A large literature has documented substantial heterogeneity in the performance of similar firms within industries, but what are the sources of that heterogeneity? Lacetera and Sydnor investigate one potential source of differential performance: the role of location-specific factors, including the quality and attitudes of the local workforce, the type of supplier networks, the education system, the institutional infrastructure, and local "culture." They focus on the automobile industry and in particular the role of location-specific factors in determining the quality of automobile production. They exploit the natural experiment provided by the establishment of assembly plants in the United States by Japanese auto manufacturers. A number of the most popular Japanese car models are assembled both in Japanese plants and U.S. plants. The researchers use a unique dataset of over 400,000 used-car transactions at wholesale auctions to test whether the long-run quality of otherwise identical cars depends on the country of assembly. Japanese-assembled cars sell for a modest $50 more on average, and other measures of quality also show small or no differences. The finding that American plants can produce high quality (Japanese) cars suggests that there is not an inherent limitation to the U.S. manufacturing environment and that the sources of heterogeneity in quality automobile production are likely dominated by firm-specific rather than location-specific factors.


Leonardo Iacovone, The World Bank; Wolfgang Keller, Princeton University and NBER; and Ferdinand Rauch, London School of Economics
Innovation Responses to Import Competition

How does trade liberalization, which raises a country's import competition, affect the innovative activity of its firms? Iacovone, Keller, and Rauch exploit the strong growth of Chinese exports resulting from China's entry into the World Trade Organization in 2001 as a competitive shock to Mexican manufacturing firms in particular. Innovation is captured through information about the adoption of detailed firm level production techniques, such as just-in-time inventory methods, quality control measures, and job rotation among the Mexican firms. The results indicate that China's rise in global trade did not affect Mexico's rate of innovation much, which is in contrast to the substantial gains that others have found in the case of bilateral liberalizations. At the same time, there is a striking heterogeneity in the responses across firms for different productivities, with productive firms innovating more and less productive firms innovating less. This leads to positive selection, in that initial differences in firm performance are sharpened by the advent of new competition.

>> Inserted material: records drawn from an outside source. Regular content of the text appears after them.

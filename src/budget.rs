//! Daily generation budget.
//!
//! [`BudgetGuard`] counts generation calls per user per calendar day
//! against a fixed ceiling. The counter lives in the remote settings area
//! (`users/{uid}/settings/generation`, field `requestLimits`) so that it
//! follows the user across devices.
//!
//! # Contract
//!
//! - [`check()`](BudgetGuard::check) never writes. A counter stamped with
//!   an earlier day reads as a full budget; the reset itself is deferred
//!   to the next increment.
//! - [`increment()`](BudgetGuard::increment) is called once per answered
//!   generation call, never for cache reads. When it reaches the ceiling it
//!   records the next local midnight as `nextAvailableTime`.
//!
//! Days are calendar days in the configured UTC offset, not rolling 24 h
//! windows.
//!
//! If the counter cannot be loaded, the guard falls back to the last state
//! it saw in this process. Saving failures are logged; the in-process
//! snapshot still advances so one process cannot exceed the ceiling.

use std::sync::{Arc, Mutex};
use std::time::Duration;

use chrono::{DateTime, FixedOffset, Local, NaiveDate, NaiveTime, Utc};
use tokio::sync::Mutex as AsyncMutex;
use tracing::{debug, warn};

use crate::cache::remote::{GENERATION_SETTINGS_ID, settings_path};
use crate::clock::Clock;
use crate::store::{DocumentStore, WriteMode};
use crate::types::{BudgetStatus, RequestLimits, SettingsDocument};
use crate::{Result, WanderloreError};

/// Default number of generation calls allowed per day.
pub const DEFAULT_DAILY_LIMIT: u32 = 10;

/// Configuration for the request budget.
///
/// ```rust
/// # use wanderlore::budget::BudgetConfig;
/// # use chrono::FixedOffset;
/// let config = BudgetConfig::new()
///     .daily_limit(5)
///     .utc_offset(FixedOffset::east_opt(9 * 3600).unwrap());
/// assert_eq!(config.daily_limit, 5);
/// ```
#[derive(Debug, Clone)]
pub struct BudgetConfig {
    /// Generation calls allowed per calendar day. Default: 10.
    pub daily_limit: u32,
    /// Offset used to decide where a calendar day starts. Default: the
    /// local offset at construction time.
    pub utc_offset: FixedOffset,
    /// Timeout for loading/saving the counter. Default: 10 seconds.
    pub timeout: Duration,
}

impl Default for BudgetConfig {
    fn default() -> Self {
        Self {
            daily_limit: DEFAULT_DAILY_LIMIT,
            utc_offset: *Local::now().offset(),
            timeout: Duration::from_secs(10),
        }
    }
}

impl BudgetConfig {
    pub fn new() -> Self {
        Self::default()
    }

    /// Set the daily ceiling.
    pub fn daily_limit(mut self, limit: u32) -> Self {
        self.daily_limit = limit;
        self
    }

    /// Set the offset that defines calendar days.
    pub fn utc_offset(mut self, offset: FixedOffset) -> Self {
        self.utc_offset = offset;
        self
    }

    /// Set the load/save timeout.
    pub fn timeout(mut self, timeout: Duration) -> Self {
        self.timeout = timeout;
        self
    }
}

/// Per-user daily quota for generation calls.
pub struct BudgetGuard {
    store: Arc<dyn DocumentStore>,
    user_id: String,
    config: BudgetConfig,
    clock: Arc<dyn Clock>,
    snapshot: Mutex<RequestLimits>,
    write_lock: AsyncMutex<()>,
}

impl BudgetGuard {
    pub fn new(
        store: Arc<dyn DocumentStore>,
        user_id: impl Into<String>,
        config: BudgetConfig,
        clock: Arc<dyn Clock>,
    ) -> Self {
        Self {
            store,
            user_id: user_id.into(),
            config,
            clock,
            snapshot: Mutex::new(RequestLimits::default()),
            write_lock: AsyncMutex::new(()),
        }
    }

    pub fn daily_limit(&self) -> u32 {
        self.config.daily_limit
    }

    /// Report whether a generation call may proceed. Never mutates state.
    pub async fn check(&self) -> BudgetStatus {
        let limits = self.load().await;
        self.status_for(&limits)
    }

    /// Count one generation call and return the resulting status.
    pub async fn increment(&self) -> BudgetStatus {
        let _guard = self.write_lock.lock().await;
        let mut limits = self.load().await;
        let today = self.today();

        if limits.last_request_date == Some(today) {
            limits.request_count = limits.request_count.saturating_add(1);
        } else {
            limits = RequestLimits {
                request_count: 1,
                last_request_date: Some(today),
                next_available_time: None,
            };
        }
        if limits.request_count >= self.config.daily_limit {
            limits.next_available_time = Some(self.next_midnight());
        }

        debug!(
            user = %self.user_id,
            count = limits.request_count,
            limit = self.config.daily_limit,
            "generation budget incremented"
        );
        self.save(&limits).await;
        self.status_for(&limits)
    }

    /// Zero the counter (operator use).
    pub async fn reset(&self) -> Result<()> {
        let _guard = self.write_lock.lock().await;
        let limits = RequestLimits::default();
        self.store_snapshot(&limits);
        self.persist(&limits).await
    }

    fn status_for(&self, limits: &RequestLimits) -> BudgetStatus {
        let ceiling = self.config.daily_limit;
        if limits.last_request_date != Some(self.today()) {
            return BudgetStatus {
                can_request: ceiling > 0,
                requests_remaining: ceiling,
                next_available_time: None,
            };
        }

        let remaining = ceiling.saturating_sub(limits.request_count);
        let next_available_time = if remaining == 0 {
            Some(
                limits
                    .next_available_time
                    .unwrap_or_else(|| self.next_midnight()),
            )
        } else {
            None
        };
        BudgetStatus {
            can_request: remaining > 0,
            requests_remaining: remaining,
            next_available_time,
        }
    }

    fn today(&self) -> NaiveDate {
        self.clock
            .now()
            .with_timezone(&self.config.utc_offset)
            .date_naive()
    }

    /// Start of the next calendar day, in UTC.
    fn next_midnight(&self) -> DateTime<Utc> {
        let now = self.clock.now();
        self.today()
            .succ_opt()
            .map(|tomorrow| tomorrow.and_time(NaiveTime::MIN))
            .and_then(|midnight| midnight.and_local_timezone(self.config.utc_offset).single())
            .map(|midnight| midnight.with_timezone(&Utc))
            .unwrap_or_else(|| now + chrono::Duration::days(1))
    }

    async fn load(&self) -> RequestLimits {
        match self.fetch().await {
            Ok(Some(limits)) => {
                self.store_snapshot(&limits);
                limits
            }
            Ok(None) => self.current_snapshot(),
            Err(e) => {
                warn!(user = %self.user_id, error = %e, "failed to load request budget, using last known state");
                self.current_snapshot()
            }
        }
    }

    async fn fetch(&self) -> Result<Option<RequestLimits>> {
        let doc = tokio::time::timeout(
            self.config.timeout,
            self.store
                .get(&settings_path(&self.user_id), GENERATION_SETTINGS_ID),
        )
        .await
        .map_err(|_| WanderloreError::Timeout(self.config.timeout))??;

        match doc {
            Some(doc) => {
                let settings: SettingsDocument = serde_json::from_value(doc)?;
                Ok(settings.request_limits)
            }
            None => Ok(None),
        }
    }

    async fn save(&self, limits: &RequestLimits) {
        self.store_snapshot(limits);
        if let Err(e) = self.persist(limits).await {
            warn!(user = %self.user_id, error = %e, "failed to save request budget");
        }
    }

    async fn persist(&self, limits: &RequestLimits) -> Result<()> {
        let update = SettingsDocument {
            request_limits: Some(limits.clone()),
            ..Default::default()
        };
        let doc = serde_json::to_value(&update)?;
        tokio::time::timeout(
            self.config.timeout,
            self.store.set(
                &settings_path(&self.user_id),
                GENERATION_SETTINGS_ID,
                doc,
                WriteMode::Merge,
            ),
        )
        .await
        .map_err(|_| WanderloreError::Timeout(self.config.timeout))?
    }

    fn current_snapshot(&self) -> RequestLimits {
        self.snapshot
            .lock()
            .unwrap_or_else(|e| e.into_inner())
            .clone()
    }

    fn store_snapshot(&self, limits: &RequestLimits) {
        *self.snapshot.lock().unwrap_or_else(|e| e.into_inner()) = limits.clone();
    }
}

Iwan Barankay, University of Pennsylvania
Rank Incentives: Evidence from Field Experiments

People often compare their performance to that of others. The question is whether these comparisons affect the provision of effort, so that potentially they can be exploited to substitute for monetary incentives. Barankay presents evidence from a field experiment in which employees were given feedback about how they rank in terms of performance compared to others doing the same task. The context is such that rank had no implication for current or future compensation. Compared to a control group with no rank feedback, those employees who received feedback about their rank reduced effort along both the intensive and the extensive margin: they were significantly less likely to return to work and when they did they were less productive when getting feedback about their rank. Barankay finds no heterogeneous effects by gender, or by whether employees had a stated or revealed preference for receiving feedback about their rank. He finds some evidence that giving people unexpectedly positive feedback did not significantly reduce performance.